The night before, the storm roared through around midnight. Dwayne Hollenshed said even after he and his cousin got tornado warning alerts on their iPhones, they didn’t expect the worst.

“Five minutes later I got a call from my mother and she was telling me a tornado had touched the ground, and we needed to seek shelter,” he said. “I grabbed my cousin and we grabbed the mattress from my bedroom and we jumped in the bathtub and put the mattress over us. The building started to shake and then we heard glass breaking and everything. It only lasted maybe 30 seconds and then it was over, and we heard the calm of the storm.”

Hollenshed said people came outside once the storm passed and started checking apartments to make sure everyone was OK. Hollenshed said he didn’t see any injuries, even in one second-floor corner apartment where the brick wall collapsed 10 feet to the ground in a pile of rubble.

The easternmost building in the complex, just 30 feet from the bank of the Stillwater River, had most of its windows blown out and huge amounts of debris tossed toward the river – everything from large chunks of roof to metal air conditioning units. Furniture, appliances and debris were strewn every which way inside the apartments. Concrete balconies were hanging askew off the building.

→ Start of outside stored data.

//! Memory type definitions for clara-core

use serde::{Deserialize, Serialize};

/// A stored user/assistant exchange
#[derive(Debug, Clone, PartialEq, Serialize, Deserialize)]
pub struct ConversationRecord {
    pub id: i64,
    /// RFC 3339 timestamp
    pub timestamp: String,
    pub user_message: String,
    pub assistant_response: String,
    pub backend: Option<String>,
    pub model: Option<String>,
}

/// A keyword search result
#[derive(Debug, Clone, PartialEq, Serialize, Deserialize)]
pub struct SearchHit {
    pub conversation_id: i64,
    pub timestamp: String,
    pub user_message: String,
    pub assistant_response: String,
    /// Importance score, 0.0 when never marked
    pub importance: f64,
}

/// A conversation marked as important
#[derive(Debug, Clone, PartialEq, Serialize, Deserialize)]
pub struct ImportantMemory {
    pub conversation_id: i64,
    pub timestamp: String,
    pub user_message: String,
    pub assistant_response: String,
    pub importance: f64,
    pub note: Option<String>,
}

/// Aggregate counts over the memory database
#[derive(Debug, Clone, Default, PartialEq, Eq, Serialize, Deserialize)]
pub struct MemoryStats {
    pub total_conversations: u64,
    pub important_memories: u64,
    pub days_active: u64,
}

/// A named topic with how many conversations touch it
#[derive(Debug, Clone, PartialEq, Serialize, Deserialize)]
pub struct Topic {
    pub id: i64,
    pub name: String,
    pub description: Option<String>,
    pub created_at: String,
    pub last_discussed: Option<String>,
    pub conversation_count: u64,
}
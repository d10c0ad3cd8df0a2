//! Voice interface: the `VoiceChannel` the orchestrator talks to

use std::io::Write;
use std::time::Duration;

use async_trait::async_trait;
use clara_core::{VoiceChannel, VoiceConfig, VoiceInfo, VoiceList};
use tracing::{error, info, warn};

use crate::error::{Result, VoiceError};
use crate::system::SystemAudio;
use crate::tts::{ElevenLabsClient, ElevenLabsConfig};
use crate::whisper::{WhisperClient, WhisperConfig};

/// Voices offered when ElevenLabs is configured
const ELEVENLABS_VOICES: &[(&str, &str)] = &[
    ("EXAVITQu4vr4xnSDxMaL", "Bella"),
    ("MF3mGyEYCl7XYWbV9V6O", "Elli"),
    ("XB0fDUnXU5powFXDhCwa", "Charlotte"),
];

/// Speech in and out: Whisper for recognition, ElevenLabs with a system TTS
/// fallback for synthesis
pub struct VoiceInterface {
    whisper: Option<WhisperClient>,
    elevenlabs: Option<ElevenLabsClient>,
    system: SystemAudio,
}

impl VoiceInterface {
    pub fn new(
        whisper: Option<WhisperClient>,
        elevenlabs: Option<ElevenLabsClient>,
        system: SystemAudio,
    ) -> Self {
        Self {
            whisper,
            elevenlabs,
            system,
        }
    }

    pub fn from_config(config: &VoiceConfig) -> Result<Self> {
        let elevenlabs = match ElevenLabsConfig::from_voice_config(config) {
            Some(tts) => Some(ElevenLabsClient::new(tts)?),
            None => {
                warn!("No ElevenLabs API key - using system TTS");
                None
            }
        };

        let whisper = match WhisperConfig::from_voice_config(config) {
            Some(stt) => Some(WhisperClient::new(stt)?),
            None => {
                warn!("No Whisper API key - speech recognition disabled");
                None
            }
        };

        Ok(Self::new(whisper, elevenlabs, SystemAudio::from_voice_config(config)))
    }

    /// Synthesise with ElevenLabs and play through the system player
    async fn speak_elevenlabs(&self, client: &ElevenLabsClient, text: &str) -> Result<()> {
        let audio = client.synthesize(text).await?;

        let mut file = tempfile::Builder::new()
            .prefix("clara-tts-")
            .suffix(".mp3")
            .tempfile()?;
        file.write_all(&audio)?;
        file.flush()?;

        self.system.play(file.path()).await
    }

    async fn speak_system(&self, text: &str) -> bool {
        match self.system.speak(text).await {
            Ok(()) => true,
            Err(e) => {
                error!("System TTS error: {}", e);
                false
            }
        }
    }

    async fn record_and_transcribe(&self, whisper: &WhisperClient, timeout: Duration) -> Result<Option<String>> {
        let file = tempfile::Builder::new()
            .prefix("clara-mic-")
            .suffix(".wav")
            .tempfile()?;

        info!("Listening...");
        self.system.record(timeout, file.path()).await?;

        let audio = tokio::fs::read(file.path()).await?;
        if audio.is_empty() {
            return Err(VoiceError::RecognitionFailed("Recorder produced no audio".to_string()));
        }

        whisper.transcribe(&audio, "recording.wav").await
    }
}

#[async_trait]
impl VoiceChannel for VoiceInterface {
    async fn listen(&self, timeout: Duration) -> Option<String> {
        let Some(whisper) = &self.whisper else {
            warn!("Speech recognition not configured");
            return None;
        };

        match self.record_and_transcribe(whisper, timeout).await {
            Ok(Some(text)) => Some(text),
            Ok(None) => {
                info!("Listening timeout - no speech detected");
                None
            }
            Err(e) => {
                error!("Microphone error: {}", e);
                None
            }
        }
    }

    async fn transcribe(&self, audio: &[u8], filename: &str) -> clara_core::Result<Option<String>> {
        let whisper = self
            .whisper
            .as_ref()
            .ok_or_else(|| VoiceError::ConfigError("Speech recognition not configured".to_string()))?;
        Ok(whisper.transcribe(audio, filename).await?)
    }

    async fn speak(&self, text: &str) -> bool {
        if let Some(client) = &self.elevenlabs {
            match self.speak_elevenlabs(client, text).await {
                Ok(()) => return true,
                Err(e) => error!("ElevenLabs TTS error: {}", e),
            }
        }
        self.speak_system(text).await
    }

    fn tts_provider(&self) -> &'static str {
        if self.elevenlabs.is_some() { "elevenlabs" } else { "system" }
    }

    fn tts_available(&self) -> bool {
        self.elevenlabs.is_some()
    }

    fn stt_available(&self) -> bool {
        self.whisper.is_some()
    }

    async fn voices(&self) -> VoiceList {
        let system = vec![VoiceInfo {
            id: "default".to_string(),
            name: self.system.speak_program().to_string(),
        }];

        let elevenlabs = if self.elevenlabs.is_some() {
            ELEVENLABS_VOICES
                .iter()
                .map(|(id, name)| VoiceInfo {
                    id: id.to_string(),
                    name: name.to_string(),
                })
                .collect()
        } else {
            Vec::new()
        };

        VoiceList { system, elevenlabs }
    }

    async fn set_voice(&self, voice_id: &str) {
        match &self.elevenlabs {
            Some(client) => {
                if let Err(e) = client.set_voice_id(voice_id).await {
                    warn!("Voice change rejected: {}", e);
                }
            }
            None => warn!("Voice change ignored, ElevenLabs not configured: {}", voice_id),
        }
    }
}
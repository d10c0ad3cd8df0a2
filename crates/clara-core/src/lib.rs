//! clara-core: Clara AI companion core library
//!
//! Backend clients (Ollama, Claude, Gemini), SQLite conversation memory,
//! routing heuristics and the orchestrator that ties them together.

pub mod config;
pub mod error;
pub mod llm;
pub mod memory;
pub mod orchestrator;
pub mod routing;
pub mod voice;

pub use config::{
    ClaudeConfig, Config, GeminiConfig, MemoryConfig, OllamaConfig, ServerConfig, VoiceConfig,
};
pub use error::{Error, Result};
pub use llm::{
    BackendKind, ChatBackend, ClaudeClient, ContextMessage, GeminiClient, ModelCatalog,
    OllamaClient, Role, UsageEstimate,
};
pub use memory::{ConversationRecord, ImportantMemory, MemoryStats, MemoryStore, SearchHit, Topic};
pub use orchestrator::{
    ChatOutcome, Orchestrator, Preference, SystemStatus, VoiceInput, VoiceOutcome,
};
pub use voice::{is_valid_voice_id, VoiceChannel, VoiceInfo, VoiceList};
impl Default for ClaudeConfig {
    fn default() -> Self {
        Self {
            api_key: None,
            model: default_claude_model(),
            base_url: default_claude_base_url(),
            max_tokens: default_max_tokens(),
            temperature: default_temperature(),
        }
    }
}

#[derive(Debug, Clone, Serialize, Deserialize)]
pub struct GeminiConfig {
    #[serde(default, skip_serializing)]
    pub api_key: Option<String>,

    #[serde(default = "default_gemini_model")]
    pub model: String,

    #[serde(default = "default_gemini_base_url")]
    pub base_url: String,
}

impl Default for GeminiConfig {
    fn default() -> Self {
        Self {
            api_key: None,
            model: default_gemini_model(),
            base_url: default_gemini_base_url(),
        }
    }
}

#[derive(Debug, Clone, Serialize, Deserialize)]
pub struct MemoryConfig {
    /// Path to SQLite database file
    #[serde(default = "default_db_path")]
    pub db_path: String,
}

impl Default for MemoryConfig {
    fn default() -> Self {
        Self {
            db_path: default_db_path(),
        }
    }
}

#[derive(Debug, Clone, Serialize, Deserialize)]
pub struct PromptConfig {
    /// File holding Clara's personality
    #[serde(default = "default_system_prompt_path")]
    pub system_prompt_path: String,
}

impl Default for PromptConfig {
    fn default() -> Self {
        Self {
            system_prompt_path: default_system_prompt_path(),
        }
    }
}

#[derive(Debug, Clone, Serialize, Deserialize)]
pub struct VoiceConfig {
    #[serde(default, skip_serializing)]
    pub elevenlabs_api_key: Option<String>,

    #[serde(default = "default_voice_id")]
    pub elevenlabs_voice_id: String,

    #[serde(default = "default_elevenlabs_model")]
    pub elevenlabs_model: String,

    #[serde(default = "default_elevenlabs_base_url")]
    pub elevenlabs_base_url: String,

    /// Key for the Whisper-compatible transcription API
    #[serde(default, skip_serializing)]
    pub whisper_api_key: Option<String>,

    #[serde(default = "default_whisper_base_url")]
    pub whisper_base_url: String,

    #[serde(default = "default_whisper_model")]
    pub whisper_model: String,

    /// ISO 639-1 language hint for transcription
    #[serde(default)]
    pub whisper_language: Option<String>,

    /// Recorder template; `{seconds}` and `{output}` are substituted
    #[serde(default = "default_record_command")]
    pub record_command: String,

    /// System TTS template; `{text}` is substituted
    #[serde(default = "default_speak_command")]
    pub speak_command: String,

    /// Audio player template; `{input}` is substituted
    #[serde(default = "default_play_command")]
    pub play_command: String,
}

impl Default for VoiceConfig {
    fn default() -> Self {
        Self {
            elevenlabs_api_key: None,
            elevenlabs_voice_id: default_voice_id(),
            elevenlabs_model: default_elevenlabs_model(),
            elevenlabs_base_url: default_elevenlabs_base_url(),
            whisper_api_key: None,
            whisper_base_url: default_whisper_base_url(),
            whisper_model: default_whisper_model(),
            whisper_language: None,
            record_command: default_record_command(),
            speak_command: default_speak_command(),
            play_command: default_play_command(),
        }
    }
}

fn default_host() -> String {
    "0.0.0.0".to_string()
}

fn default_port() -> u16 {
    5000
}

fn default_ollama_host() -> String {
    "http://localhost:11434".to_string()
}

fn default_ollama_model() -> String {
    "dolphin-mistral:7b".to_string()
}

fn default_claude_model() -> String {
    "claude-3-5-sonnet-20241022".to_string()
}

fn default_claude_base_url() -> String {
    "https://api.anthropic.com/v1".to_string()
}

fn default_max_tokens() -> u64 {
    4096
}

fn default_temperature() -> f32 {
    0.7
}

fn default_gemini_model() -> String {
    "gemini-1.5-pro".to_string()
}

fn default_gemini_base_url() -> String {
    "https://generativelanguage.googleapis.com/v1beta".to_string()
}

fn default_db_path() -> String {
    "clara_memory.db".to_string()
}

fn default_system_prompt_path() -> String {
    "prompts/clara_system.txt".to_string()
}

fn default_voice_id() -> String {
    // "Bella"
    "EXAVITQu4vr4xnSDxMaL".to_string()
}

fn default_elevenlabs_model() -> String {
    "eleven_turbo_v2".to_string()
}

fn default_elevenlabs_base_url() -> String {
    "https://api.elevenlabs.io/v1".to_string()
}

fn default_whisper_base_url() -> String {
    "https://api.openai.com/v1".to_string()
}

fn default_whisper_model() -> String {
    "whisper-1".to_string()
}

fn default_record_command() -> String {
    "arecord -q -f cd -t wav -d {seconds} {output}".to_string()
}

fn default_speak_command() -> String {
    "espeak -s 175 -a 180 {text}".to_string()
}

fn default_play_command() -> String {
    "ffplay -nodisp -autoexit -loglevel quiet {input}".to_string()
}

Many huge trees along the riverbank were knocked flat, all falling to the southeast as the storm came from the northwest. Other trees were sharpened like pencils, as they snapped in half and had their bark stripped away. One Dumpster in the parking lot was tossed out of place into the side of a car, and flying pieces of plywood impaled themselves in the buildings’ roofs.

Hollenshed said the fire department came through at first light, about 6 a.m., and went through the complex unit-by-unit, knocking on doors.

“At that point, we were in the apartment. We had just gone to sleep because there was nowhere to go,” he said. “They woke us up and told us our apartment was unlivable, and then they put the orange ‘X’ on the door.”